__WORK REQUIRED__
A stretch of the entries below is to be set down exactly, running from the line with "let theme = state.get_theme();" through the line with "let block = Block::default()", both included, and no other line.

__RECORDED DATA__
- Opening Delimiter -
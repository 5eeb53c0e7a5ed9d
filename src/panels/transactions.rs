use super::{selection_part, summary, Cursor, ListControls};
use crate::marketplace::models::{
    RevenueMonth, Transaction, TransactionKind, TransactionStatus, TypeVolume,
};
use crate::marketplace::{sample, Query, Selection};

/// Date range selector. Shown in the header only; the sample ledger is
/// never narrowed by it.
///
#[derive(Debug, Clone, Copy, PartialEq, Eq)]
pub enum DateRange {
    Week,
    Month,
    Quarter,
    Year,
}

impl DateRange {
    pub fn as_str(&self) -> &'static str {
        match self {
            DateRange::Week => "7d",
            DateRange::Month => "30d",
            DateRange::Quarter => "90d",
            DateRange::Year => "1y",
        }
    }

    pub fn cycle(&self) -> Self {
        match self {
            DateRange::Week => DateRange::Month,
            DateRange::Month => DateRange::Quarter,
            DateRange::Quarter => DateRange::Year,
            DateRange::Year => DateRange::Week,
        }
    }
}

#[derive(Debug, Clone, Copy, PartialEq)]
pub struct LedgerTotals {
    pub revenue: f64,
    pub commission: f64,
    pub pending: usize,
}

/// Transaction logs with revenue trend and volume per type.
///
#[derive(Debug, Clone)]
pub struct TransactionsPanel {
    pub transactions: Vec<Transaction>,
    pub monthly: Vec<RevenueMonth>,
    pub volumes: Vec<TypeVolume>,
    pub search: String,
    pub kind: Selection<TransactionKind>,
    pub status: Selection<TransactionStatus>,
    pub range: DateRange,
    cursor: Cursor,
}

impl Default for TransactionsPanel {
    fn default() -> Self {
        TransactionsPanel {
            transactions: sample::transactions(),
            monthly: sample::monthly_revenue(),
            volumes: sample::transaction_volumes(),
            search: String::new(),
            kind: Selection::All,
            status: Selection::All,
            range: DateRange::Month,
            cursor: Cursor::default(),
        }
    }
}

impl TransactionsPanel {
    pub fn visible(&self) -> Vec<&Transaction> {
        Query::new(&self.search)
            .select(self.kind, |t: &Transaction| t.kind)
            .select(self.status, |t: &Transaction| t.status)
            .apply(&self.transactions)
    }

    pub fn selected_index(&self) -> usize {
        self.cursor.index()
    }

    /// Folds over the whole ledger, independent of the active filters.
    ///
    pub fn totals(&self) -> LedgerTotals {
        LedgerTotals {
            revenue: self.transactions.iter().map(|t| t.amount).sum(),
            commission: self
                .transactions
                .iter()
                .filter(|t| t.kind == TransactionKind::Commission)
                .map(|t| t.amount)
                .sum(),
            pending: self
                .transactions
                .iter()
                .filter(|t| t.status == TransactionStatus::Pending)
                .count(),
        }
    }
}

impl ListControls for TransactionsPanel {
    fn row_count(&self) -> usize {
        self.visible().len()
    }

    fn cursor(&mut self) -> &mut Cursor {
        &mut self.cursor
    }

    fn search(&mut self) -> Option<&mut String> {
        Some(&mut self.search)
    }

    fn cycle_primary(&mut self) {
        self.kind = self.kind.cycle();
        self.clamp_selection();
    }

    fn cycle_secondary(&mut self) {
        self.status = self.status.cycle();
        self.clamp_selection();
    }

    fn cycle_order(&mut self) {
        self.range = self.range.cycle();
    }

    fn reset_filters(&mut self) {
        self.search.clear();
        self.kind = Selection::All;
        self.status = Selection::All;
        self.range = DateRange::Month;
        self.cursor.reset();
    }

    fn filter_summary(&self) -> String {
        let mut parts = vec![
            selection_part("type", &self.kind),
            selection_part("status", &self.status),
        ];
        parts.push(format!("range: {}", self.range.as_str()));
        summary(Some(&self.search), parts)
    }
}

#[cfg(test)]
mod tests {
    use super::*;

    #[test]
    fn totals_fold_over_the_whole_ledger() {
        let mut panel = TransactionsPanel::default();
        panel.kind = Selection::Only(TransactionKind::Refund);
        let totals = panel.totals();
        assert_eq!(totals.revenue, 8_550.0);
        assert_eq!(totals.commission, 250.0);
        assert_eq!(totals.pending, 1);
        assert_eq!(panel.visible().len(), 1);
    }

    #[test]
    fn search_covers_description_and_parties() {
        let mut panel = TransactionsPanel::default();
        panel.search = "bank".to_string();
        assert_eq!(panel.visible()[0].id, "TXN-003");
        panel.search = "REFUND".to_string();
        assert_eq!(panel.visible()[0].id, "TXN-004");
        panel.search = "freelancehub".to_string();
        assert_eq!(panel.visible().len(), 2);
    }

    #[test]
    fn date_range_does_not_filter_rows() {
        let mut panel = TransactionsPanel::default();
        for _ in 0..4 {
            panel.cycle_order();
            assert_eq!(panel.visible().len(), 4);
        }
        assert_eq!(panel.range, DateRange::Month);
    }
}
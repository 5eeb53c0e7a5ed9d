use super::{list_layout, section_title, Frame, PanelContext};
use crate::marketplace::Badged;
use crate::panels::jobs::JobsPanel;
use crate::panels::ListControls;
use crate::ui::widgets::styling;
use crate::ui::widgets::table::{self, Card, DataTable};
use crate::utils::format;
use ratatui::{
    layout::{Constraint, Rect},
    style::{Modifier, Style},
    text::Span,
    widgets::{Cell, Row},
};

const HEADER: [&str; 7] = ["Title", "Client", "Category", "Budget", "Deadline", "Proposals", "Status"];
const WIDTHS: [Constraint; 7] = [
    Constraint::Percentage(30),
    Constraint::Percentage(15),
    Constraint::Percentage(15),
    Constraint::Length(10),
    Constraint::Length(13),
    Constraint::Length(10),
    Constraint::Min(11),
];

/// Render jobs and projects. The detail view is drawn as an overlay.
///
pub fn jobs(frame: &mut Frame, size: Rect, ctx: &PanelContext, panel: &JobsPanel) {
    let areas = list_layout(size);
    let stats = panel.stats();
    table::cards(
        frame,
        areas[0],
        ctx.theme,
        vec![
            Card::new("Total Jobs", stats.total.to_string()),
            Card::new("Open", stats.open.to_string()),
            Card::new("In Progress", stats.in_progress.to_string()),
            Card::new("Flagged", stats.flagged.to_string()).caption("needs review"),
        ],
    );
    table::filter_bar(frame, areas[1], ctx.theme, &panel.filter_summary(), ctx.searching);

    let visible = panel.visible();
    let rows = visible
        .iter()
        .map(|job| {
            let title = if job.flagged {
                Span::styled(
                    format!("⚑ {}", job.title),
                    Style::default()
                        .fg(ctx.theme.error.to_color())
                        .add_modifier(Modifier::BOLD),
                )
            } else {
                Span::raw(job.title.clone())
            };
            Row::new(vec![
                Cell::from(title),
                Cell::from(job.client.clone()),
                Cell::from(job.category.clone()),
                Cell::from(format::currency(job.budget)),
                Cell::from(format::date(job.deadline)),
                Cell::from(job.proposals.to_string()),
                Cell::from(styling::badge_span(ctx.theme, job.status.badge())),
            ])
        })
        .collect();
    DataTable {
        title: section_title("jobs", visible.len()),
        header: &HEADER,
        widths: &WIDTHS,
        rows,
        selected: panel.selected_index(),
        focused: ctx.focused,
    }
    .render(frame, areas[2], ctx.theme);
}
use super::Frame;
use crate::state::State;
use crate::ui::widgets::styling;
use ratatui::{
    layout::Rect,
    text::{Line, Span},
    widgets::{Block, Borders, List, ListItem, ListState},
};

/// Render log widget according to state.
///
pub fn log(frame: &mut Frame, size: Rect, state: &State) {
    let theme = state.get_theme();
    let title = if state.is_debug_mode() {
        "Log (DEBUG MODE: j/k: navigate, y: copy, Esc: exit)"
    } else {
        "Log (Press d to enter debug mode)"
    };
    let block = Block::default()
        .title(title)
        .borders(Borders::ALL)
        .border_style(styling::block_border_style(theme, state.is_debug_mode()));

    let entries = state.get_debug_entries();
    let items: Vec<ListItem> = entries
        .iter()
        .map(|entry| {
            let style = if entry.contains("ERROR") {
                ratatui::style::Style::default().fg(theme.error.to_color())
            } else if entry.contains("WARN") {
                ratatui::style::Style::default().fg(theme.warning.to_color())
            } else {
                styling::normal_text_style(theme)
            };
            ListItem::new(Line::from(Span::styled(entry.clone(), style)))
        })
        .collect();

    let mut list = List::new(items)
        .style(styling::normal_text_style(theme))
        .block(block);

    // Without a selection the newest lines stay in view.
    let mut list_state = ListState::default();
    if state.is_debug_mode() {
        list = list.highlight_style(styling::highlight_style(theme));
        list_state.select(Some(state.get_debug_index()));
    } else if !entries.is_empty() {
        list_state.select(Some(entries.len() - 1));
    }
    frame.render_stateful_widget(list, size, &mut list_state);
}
- Closing Delimiter -
- Opening Delimiter -
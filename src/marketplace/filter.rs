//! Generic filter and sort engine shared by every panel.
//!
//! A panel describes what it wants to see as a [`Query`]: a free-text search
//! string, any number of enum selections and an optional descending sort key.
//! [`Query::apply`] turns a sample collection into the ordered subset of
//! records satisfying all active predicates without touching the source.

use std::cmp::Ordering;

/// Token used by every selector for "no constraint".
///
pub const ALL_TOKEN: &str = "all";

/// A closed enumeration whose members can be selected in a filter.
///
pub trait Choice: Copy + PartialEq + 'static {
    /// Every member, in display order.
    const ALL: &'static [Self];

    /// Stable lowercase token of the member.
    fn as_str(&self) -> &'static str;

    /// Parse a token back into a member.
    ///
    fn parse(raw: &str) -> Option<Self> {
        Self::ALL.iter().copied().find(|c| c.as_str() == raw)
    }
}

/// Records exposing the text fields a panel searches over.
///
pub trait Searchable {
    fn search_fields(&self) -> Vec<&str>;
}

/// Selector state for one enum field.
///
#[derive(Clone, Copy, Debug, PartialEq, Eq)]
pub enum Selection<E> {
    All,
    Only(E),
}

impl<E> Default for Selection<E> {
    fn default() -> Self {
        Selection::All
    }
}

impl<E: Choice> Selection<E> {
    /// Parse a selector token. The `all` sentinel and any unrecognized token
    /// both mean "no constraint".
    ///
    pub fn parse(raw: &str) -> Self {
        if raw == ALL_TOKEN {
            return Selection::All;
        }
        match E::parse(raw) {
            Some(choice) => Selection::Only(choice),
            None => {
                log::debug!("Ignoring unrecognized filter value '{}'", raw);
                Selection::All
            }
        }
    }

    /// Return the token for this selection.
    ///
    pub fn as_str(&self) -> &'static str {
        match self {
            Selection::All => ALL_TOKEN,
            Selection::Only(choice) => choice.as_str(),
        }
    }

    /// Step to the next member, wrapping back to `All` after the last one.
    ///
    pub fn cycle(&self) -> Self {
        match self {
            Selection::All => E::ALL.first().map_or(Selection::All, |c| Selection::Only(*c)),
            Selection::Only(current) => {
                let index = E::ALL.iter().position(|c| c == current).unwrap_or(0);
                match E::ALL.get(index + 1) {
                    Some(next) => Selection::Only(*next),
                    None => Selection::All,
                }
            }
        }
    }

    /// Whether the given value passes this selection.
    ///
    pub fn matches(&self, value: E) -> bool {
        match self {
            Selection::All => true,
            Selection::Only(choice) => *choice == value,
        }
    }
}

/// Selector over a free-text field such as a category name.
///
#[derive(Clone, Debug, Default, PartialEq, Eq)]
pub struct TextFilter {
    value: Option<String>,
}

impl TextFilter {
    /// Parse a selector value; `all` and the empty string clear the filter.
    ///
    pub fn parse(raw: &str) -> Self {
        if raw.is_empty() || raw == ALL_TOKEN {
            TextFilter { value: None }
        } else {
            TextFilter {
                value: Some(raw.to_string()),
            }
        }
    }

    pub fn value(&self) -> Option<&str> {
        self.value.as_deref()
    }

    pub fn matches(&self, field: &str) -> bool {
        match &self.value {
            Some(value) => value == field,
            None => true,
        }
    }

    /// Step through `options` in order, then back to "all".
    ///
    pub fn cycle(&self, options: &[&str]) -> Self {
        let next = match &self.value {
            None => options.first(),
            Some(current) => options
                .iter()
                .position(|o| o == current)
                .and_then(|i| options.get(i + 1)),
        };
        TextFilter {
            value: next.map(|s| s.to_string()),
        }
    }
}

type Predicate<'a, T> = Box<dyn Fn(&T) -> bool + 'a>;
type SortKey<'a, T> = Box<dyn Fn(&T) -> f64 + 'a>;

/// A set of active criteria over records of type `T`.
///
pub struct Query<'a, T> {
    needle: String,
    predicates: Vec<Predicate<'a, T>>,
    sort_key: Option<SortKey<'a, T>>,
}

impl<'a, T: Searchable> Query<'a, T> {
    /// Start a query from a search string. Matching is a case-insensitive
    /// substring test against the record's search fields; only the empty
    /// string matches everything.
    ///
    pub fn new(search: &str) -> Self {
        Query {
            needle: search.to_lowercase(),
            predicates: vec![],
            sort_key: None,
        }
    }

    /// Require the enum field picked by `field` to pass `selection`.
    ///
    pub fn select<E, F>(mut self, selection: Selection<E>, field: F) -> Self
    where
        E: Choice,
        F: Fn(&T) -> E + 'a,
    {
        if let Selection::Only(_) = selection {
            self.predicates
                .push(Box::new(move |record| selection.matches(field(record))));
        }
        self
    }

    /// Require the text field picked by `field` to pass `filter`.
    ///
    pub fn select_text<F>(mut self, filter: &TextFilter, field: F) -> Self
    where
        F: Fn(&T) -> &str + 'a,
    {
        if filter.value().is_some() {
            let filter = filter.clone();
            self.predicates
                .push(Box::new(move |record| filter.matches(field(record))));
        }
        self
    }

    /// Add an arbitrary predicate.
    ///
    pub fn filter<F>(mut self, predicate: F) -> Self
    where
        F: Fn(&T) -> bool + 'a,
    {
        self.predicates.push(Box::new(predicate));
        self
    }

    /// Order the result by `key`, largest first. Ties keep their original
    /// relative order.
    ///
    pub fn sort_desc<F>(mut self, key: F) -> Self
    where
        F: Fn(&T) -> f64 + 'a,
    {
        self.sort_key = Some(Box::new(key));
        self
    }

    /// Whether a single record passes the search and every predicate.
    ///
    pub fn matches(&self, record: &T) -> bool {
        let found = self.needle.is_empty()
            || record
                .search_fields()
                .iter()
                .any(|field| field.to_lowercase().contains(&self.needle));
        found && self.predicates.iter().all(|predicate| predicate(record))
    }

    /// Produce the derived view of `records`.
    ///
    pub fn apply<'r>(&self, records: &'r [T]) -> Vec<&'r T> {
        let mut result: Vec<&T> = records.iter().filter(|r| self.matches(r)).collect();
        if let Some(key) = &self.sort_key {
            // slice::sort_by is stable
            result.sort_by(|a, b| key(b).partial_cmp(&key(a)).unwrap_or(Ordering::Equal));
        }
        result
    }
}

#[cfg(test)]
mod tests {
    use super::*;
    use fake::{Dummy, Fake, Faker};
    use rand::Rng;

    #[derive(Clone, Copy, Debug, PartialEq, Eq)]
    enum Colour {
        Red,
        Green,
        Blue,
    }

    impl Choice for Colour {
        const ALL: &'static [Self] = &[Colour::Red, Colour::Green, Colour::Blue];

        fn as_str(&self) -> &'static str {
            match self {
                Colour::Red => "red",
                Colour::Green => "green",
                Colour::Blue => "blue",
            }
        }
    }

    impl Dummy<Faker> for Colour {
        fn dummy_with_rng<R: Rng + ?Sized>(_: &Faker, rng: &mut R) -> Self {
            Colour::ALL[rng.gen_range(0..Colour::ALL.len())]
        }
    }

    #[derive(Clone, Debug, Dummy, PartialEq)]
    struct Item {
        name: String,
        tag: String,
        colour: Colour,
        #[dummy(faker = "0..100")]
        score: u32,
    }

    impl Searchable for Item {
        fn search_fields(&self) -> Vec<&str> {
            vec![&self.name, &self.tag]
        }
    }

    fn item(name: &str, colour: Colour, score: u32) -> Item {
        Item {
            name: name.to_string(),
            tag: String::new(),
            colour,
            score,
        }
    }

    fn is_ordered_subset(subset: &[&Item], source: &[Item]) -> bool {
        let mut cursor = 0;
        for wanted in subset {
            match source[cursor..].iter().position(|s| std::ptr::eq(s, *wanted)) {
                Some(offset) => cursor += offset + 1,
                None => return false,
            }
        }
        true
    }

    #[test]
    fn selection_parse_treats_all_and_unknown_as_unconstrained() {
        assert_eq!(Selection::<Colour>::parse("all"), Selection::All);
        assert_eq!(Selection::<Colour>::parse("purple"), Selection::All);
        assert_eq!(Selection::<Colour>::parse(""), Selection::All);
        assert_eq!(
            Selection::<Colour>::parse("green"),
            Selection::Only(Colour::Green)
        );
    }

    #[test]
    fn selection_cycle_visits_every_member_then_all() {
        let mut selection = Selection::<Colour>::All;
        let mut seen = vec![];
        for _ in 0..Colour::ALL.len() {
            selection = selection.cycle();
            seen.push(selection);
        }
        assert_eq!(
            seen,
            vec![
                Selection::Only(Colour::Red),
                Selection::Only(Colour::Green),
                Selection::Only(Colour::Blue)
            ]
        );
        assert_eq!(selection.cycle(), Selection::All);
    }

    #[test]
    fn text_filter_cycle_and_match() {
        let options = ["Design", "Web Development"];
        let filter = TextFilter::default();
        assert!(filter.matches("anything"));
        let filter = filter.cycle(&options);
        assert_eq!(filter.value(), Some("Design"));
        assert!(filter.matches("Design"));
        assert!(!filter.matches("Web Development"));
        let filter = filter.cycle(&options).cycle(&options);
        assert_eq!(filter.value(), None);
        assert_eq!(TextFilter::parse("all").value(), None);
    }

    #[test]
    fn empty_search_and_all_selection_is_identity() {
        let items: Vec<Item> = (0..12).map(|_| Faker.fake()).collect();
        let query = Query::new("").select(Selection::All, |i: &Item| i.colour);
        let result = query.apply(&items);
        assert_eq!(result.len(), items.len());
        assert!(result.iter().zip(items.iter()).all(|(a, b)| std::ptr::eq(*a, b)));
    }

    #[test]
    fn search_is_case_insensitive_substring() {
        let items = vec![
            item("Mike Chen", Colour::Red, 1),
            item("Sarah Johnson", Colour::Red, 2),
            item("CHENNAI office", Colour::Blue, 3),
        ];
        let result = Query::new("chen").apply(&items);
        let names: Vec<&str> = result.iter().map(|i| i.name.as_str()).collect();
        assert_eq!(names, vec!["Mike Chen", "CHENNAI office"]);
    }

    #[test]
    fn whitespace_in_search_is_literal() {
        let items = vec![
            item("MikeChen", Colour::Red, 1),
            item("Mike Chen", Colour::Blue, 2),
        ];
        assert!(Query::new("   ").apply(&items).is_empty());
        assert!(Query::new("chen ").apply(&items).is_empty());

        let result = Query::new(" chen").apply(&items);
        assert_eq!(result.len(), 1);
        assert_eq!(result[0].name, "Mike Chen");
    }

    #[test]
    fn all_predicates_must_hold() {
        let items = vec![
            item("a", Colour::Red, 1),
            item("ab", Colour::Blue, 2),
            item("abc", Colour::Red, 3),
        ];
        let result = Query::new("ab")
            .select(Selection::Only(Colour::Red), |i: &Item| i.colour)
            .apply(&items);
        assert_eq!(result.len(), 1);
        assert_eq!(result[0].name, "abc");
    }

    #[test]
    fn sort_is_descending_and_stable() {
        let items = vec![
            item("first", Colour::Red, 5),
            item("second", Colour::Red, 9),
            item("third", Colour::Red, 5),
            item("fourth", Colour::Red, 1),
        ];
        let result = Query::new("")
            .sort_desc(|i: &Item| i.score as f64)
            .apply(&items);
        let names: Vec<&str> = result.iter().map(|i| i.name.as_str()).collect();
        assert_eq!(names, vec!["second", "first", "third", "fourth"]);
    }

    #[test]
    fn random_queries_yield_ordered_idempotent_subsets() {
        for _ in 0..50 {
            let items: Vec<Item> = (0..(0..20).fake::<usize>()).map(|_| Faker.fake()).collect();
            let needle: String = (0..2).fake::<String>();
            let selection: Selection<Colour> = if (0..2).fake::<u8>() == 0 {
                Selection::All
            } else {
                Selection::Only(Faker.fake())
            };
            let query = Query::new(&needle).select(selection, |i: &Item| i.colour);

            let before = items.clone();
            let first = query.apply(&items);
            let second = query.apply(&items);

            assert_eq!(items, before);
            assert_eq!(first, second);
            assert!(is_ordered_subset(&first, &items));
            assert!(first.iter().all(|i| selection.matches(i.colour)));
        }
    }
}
- Closing Delimiter -
- Opening Delimiter -
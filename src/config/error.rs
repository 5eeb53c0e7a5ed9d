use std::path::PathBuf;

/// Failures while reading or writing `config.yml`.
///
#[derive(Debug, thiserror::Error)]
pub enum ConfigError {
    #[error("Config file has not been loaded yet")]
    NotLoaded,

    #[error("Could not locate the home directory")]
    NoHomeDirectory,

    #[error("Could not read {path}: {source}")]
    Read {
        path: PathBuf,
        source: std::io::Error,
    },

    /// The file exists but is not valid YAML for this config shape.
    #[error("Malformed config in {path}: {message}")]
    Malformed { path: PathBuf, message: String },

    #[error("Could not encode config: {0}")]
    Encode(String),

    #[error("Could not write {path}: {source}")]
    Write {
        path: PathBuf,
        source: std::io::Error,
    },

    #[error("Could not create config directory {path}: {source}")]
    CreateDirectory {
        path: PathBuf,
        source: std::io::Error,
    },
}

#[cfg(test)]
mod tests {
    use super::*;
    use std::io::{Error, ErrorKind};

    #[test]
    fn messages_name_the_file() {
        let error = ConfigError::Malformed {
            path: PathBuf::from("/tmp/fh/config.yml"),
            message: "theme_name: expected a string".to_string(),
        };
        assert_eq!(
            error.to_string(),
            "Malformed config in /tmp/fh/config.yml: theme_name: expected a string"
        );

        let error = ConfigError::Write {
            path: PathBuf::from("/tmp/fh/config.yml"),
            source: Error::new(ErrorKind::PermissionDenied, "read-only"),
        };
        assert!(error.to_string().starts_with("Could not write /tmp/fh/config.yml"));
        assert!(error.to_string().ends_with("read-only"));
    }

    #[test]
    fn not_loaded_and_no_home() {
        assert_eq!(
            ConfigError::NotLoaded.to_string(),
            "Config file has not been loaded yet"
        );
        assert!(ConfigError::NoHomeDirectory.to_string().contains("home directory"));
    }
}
- Closing Delimiter -
__ANSWER FOR THIS EXERCISE__
    let theme = state.get_theme();
    let title = if state.is_debug_mode() {
        "Log (DEBUG MODE: j/k: navigate, y: copy, Esc: exit)"
    } else {
        "Log (Press d to enter debug mode)"
    };
    let block = Block::default()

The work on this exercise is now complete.